“Doesn’t he work? Claire built this company from the ground up.
She created a business model, secured seed funding, and personally interviewed me via Zoom three months ago. Do you even know who you are married to?”
I swallowed, feeling a pressure in my throat. I didn’t want to reveal all this in the hospital room, in a maternity shirt, holding my newborn son.
But Derek had brought chaos to my bed, so now he had to face the truth.
Two years earlier, after Derek had ridiculed my attempts to get back into the workforce, I had started a small consulting firm, working on a laptop.
I worked while he was sleeping. I worked while he was playing video games.
I didn’t talk about it because Derek always made fun of anything that wasn’t “real work” in the office.
As the company grew, I expanded to include medical staff. I quietly founded Morgan Clinical Solutions.
Within a year, hospitals in three states began to sign contracts with us to staff crisis on-call duty.
I kept everything out of the way — I used my maiden name, Morgan, in all legal documents — because the numbers were sensitive and because Derek… well, Derek hated the thought that I could succeed without him.
He had to be the breadwinner. I had to be “worse”.
Vanessa looked at my son and softened. “Congratulations, Mrs. Morgan,” she said gently.
“I didn’t know that you were giving birth today. I came because the council meeting was postponed and I wanted to personally deliver these documents for signature.
When I saw Derek in the hallway, I assumed he was here to support you. I had no idea that you were… husband.”
Derek’s jaw clenched. “A council meeting? What council meeting?”
I let out the air slowly, finding my voice. “My company’s board meeting, Derek.”
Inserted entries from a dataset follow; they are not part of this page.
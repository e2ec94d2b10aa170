//! JSON-RPC 2.0 envelopes

use crate::error::Error;
use serde_json::{json, Value};

pub const PARSE_ERROR: i64 = -32700;
pub const INVALID_REQUEST: i64 = -32600;
pub const METHOD_NOT_FOUND: i64 = -32601;
pub const INVALID_PARAMS: i64 = -32602;
pub const INTERNAL_ERROR: i64 = -32603;

/// Error object of a JSON-RPC response
#[derive(Debug, Clone, PartialEq)]
pub struct RpcError {
    pub code: i64,
    pub message: String,
    pub data: Option<Value>,
}

impl RpcError {
    fn new(code: i64, message: impl Into<String>) -> Self {
        Self {
            code,
            message: message.into(),
            data: None,
        }
    }

    pub fn parse_error(message: impl Into<String>) -> Self {
        Self::new(PARSE_ERROR, message)
    }

    pub fn invalid_request(message: impl Into<String>) -> Self {
        Self::new(INVALID_REQUEST, message)
    }

    pub fn method_not_found(method: &str) -> Self {
        Self::new(METHOD_NOT_FOUND, format!("Method not found: {method}"))
    }

    pub fn invalid_params(message: impl Into<String>) -> Self {
        Self::new(INVALID_PARAMS, message)
    }

    pub fn internal(message: impl Into<String>) -> Self {
        Self::new(INTERNAL_ERROR, message)
    }

    /// Map a failed `tools/call` to the code MCP clients expect
    pub fn from_tool_error(tool: &str, err: &Error) -> Self {
        match err {
            Error::UnknownTool { .. } => Self::new(METHOD_NOT_FOUND, err.to_string()),
            Error::InvalidArgument { .. } => Self::new(INVALID_PARAMS, err.to_string()),
            _ => Self::internal(format!("Error executing {tool}: {err}")),
        }
    }
}

pub fn success_response(id: Value, result: Value) -> Value {
    json!({
        "jsonrpc": "2.0",
        "id": id,
        "result": result
    })
}

pub fn error_response(id: Value, error: RpcError) -> Value {
    let mut payload = json!({
        "jsonrpc": "2.0",
        "id": id,
        "error": {
            "code": error.code,
            "message": error.message
        }
    });
    if let Some(data) = error.data {
        payload["error"]["data"] = data;
    }
    payload
}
He snorted, making a desperate, ugly sound. “Stop lying. You’re lying. You’re broke. I’m the one paying the loan!”
Vanessa picked up a leather briefcase. “This includes Claire’s ownership agreement and the company’s current valuation.
It also contains finalised signatures confirming the transfer of the trust fund… including its new acquisition.”
Derek snatched the briefcase from her hands and began to look through it, his eyes running to the pages.
His face turned red, then pale, and then took on a morbidly gray hue.
“Ten millions,” he whispered, reading a trust document prepared by Mr. Sterling. I… An annual revenue of four million?”
He looked up at me, the pages trembling in his hands. The arrogance is gone. It was replaced by naked, pathetic greed.
I watched it fall apart, and I felt something I didn’t expect—nothing.
Nor satisfaction. Nor anger. Just a huge, empty vacuum where my love for him used to be.
Then Derek did what he always did when he realized he was losing: he tried to bargain.
“Claire…” his voice softened dramatically, taking on the pathetic tone he used when he wanted something.
“Honey, listen… I was stressed. You know how hard it was in the company.
That’s not what I meant. I’m back, right? I went back to the hospital.”
Vanessa’s eyebrows rose so high that they almost touched the hairline. “You came back the next day… with a new wife?”
Slowly, I turned my head, forgetting about the pain in my body. “A new wife?”
Derek looked like he had fallen into a trap.
Vanessa crossed her arms, her designer coat rustling. “Derek, don’t pretend. I met her last month at a charity gala.
You introduced her as your wife. You told everyone that your ‘first wife’ died years ago.”
There was a dead silence in the room again. The air seems to have been sucked out of space.